§ REQUIRED WORK
Answer with a number only: how many lines of the data contain "presentations"?
** Opening GIVEN ENTRIES block **
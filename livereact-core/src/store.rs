use async_trait::async_trait;
use dashmap::DashMap;

use crate::error::{Error, Result};
use crate::models::{Presentation, PresentationId, ReactionKind};

/// Durable counter collaborator for presentation records.
///
/// The broadcast core consumes this as a narrow boundary: it only ever calls
/// `increment`, fire-and-forget. The HTTP layer uses the full surface.
#[async_trait]
pub trait CounterStore: Send + Sync {
    /// Create a presentation record with zeroed counters
    async fn create(&self, title: String, description: String) -> Result<Presentation>;

    /// Fetch a presentation record with its current counters
    async fn get(&self, id: &PresentationId) -> Result<Presentation>;

    /// Increment the durable counter for one reaction kind
    async fn increment(&self, id: &PresentationId, kind: ReactionKind) -> Result<()>;
}

/// In-memory `CounterStore` backed by a concurrent map.
///
/// Stand-in for an external record store; counters survive for the process
/// lifetime only.
#[derive(Default)]
pub struct MemoryCounterStore {
    presentations: DashMap<PresentationId, Presentation>,
}

impl MemoryCounterStore {
    #[must_use]
    pub fn new() -> Self {
        Self::default()
    }

    /// Number of stored presentations
    #[must_use]
    pub fn len(&self) -> usize {
        self.presentations.len()
    }

    #[must_use]
    pub fn is_empty(&self) -> bool {
        self.presentations.is_empty()
    }
}

#[async_trait]
impl CounterStore for MemoryCounterStore {
    async fn create(&self, title: String, description: String) -> Result<Presentation> {
        let presentation = Presentation::new(title, description);
        self.presentations
            .insert(presentation.id.clone(), presentation.clone());
        Ok(presentation)
    }

    async fn get(&self, id: &PresentationId) -> Result<Presentation> {
        self.presentations
            .get(id)
            .map(|entry| entry.clone())
            .ok_or_else(|| Error::NotFound(format!("Presentation not found: {id}")))
    }

    async fn increment(&self, id: &PresentationId, kind: ReactionKind) -> Result<()> {
        let mut entry = self
            .presentations
            .get_mut(id)
            .ok_or_else(|| Error::NotFound(format!("Presentation not found: {id}")))?;
        entry.counts.increment(kind);
        Ok(())
    }
}

#[cfg(test)]
mod tests {
    use super::*;

    #[tokio::test]
    async fn test_create_and_get() {
        let store = MemoryCounterStore::new();
        let created = store
            .create("My talk".to_string(), "About things".to_string())
            .await
            .unwrap();

        let fetched = store.get(&created.id).await.unwrap();
        assert_eq!(fetched.title, "My talk");
        assert_eq!(fetched.description, "About things");
        assert_eq!(fetched.counts.total(), 0);
    }

    #[tokio::test]
    async fn test_increment_unknown_presentation() {
        let store = MemoryCounterStore::new();
        let missing = PresentationId::from_string("missing".to_string());

        let err = store
            .increment(&missing, ReactionKind::Heart)
            .await
            .unwrap_err();
        assert!(matches!(err, Error::NotFound(_)));
    }

    #[tokio::test]
    async fn test_increment_accumulates() {
        let store = MemoryCounterStore::new();
        let created = store.create("Talk".to_string(), String::new()).await.unwrap();

        store.increment(&created.id, ReactionKind::Heart).await.unwrap();
        store.increment(&created.id, ReactionKind::Heart).await.unwrap();
        store
            .increment(&created.id, ReactionKind::Surprise)
            .await
            .unwrap();

        let fetched = store.get(&created.id).await.unwrap();
        assert_eq!(fetched.counts.heart, 2);
        assert_eq!(fetched.counts.surprise, 1);
        assert_eq!(fetched.counts.total(), 3);
    }
}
** Closing GIVEN ENTRIES block **
§ TASK RESULT
7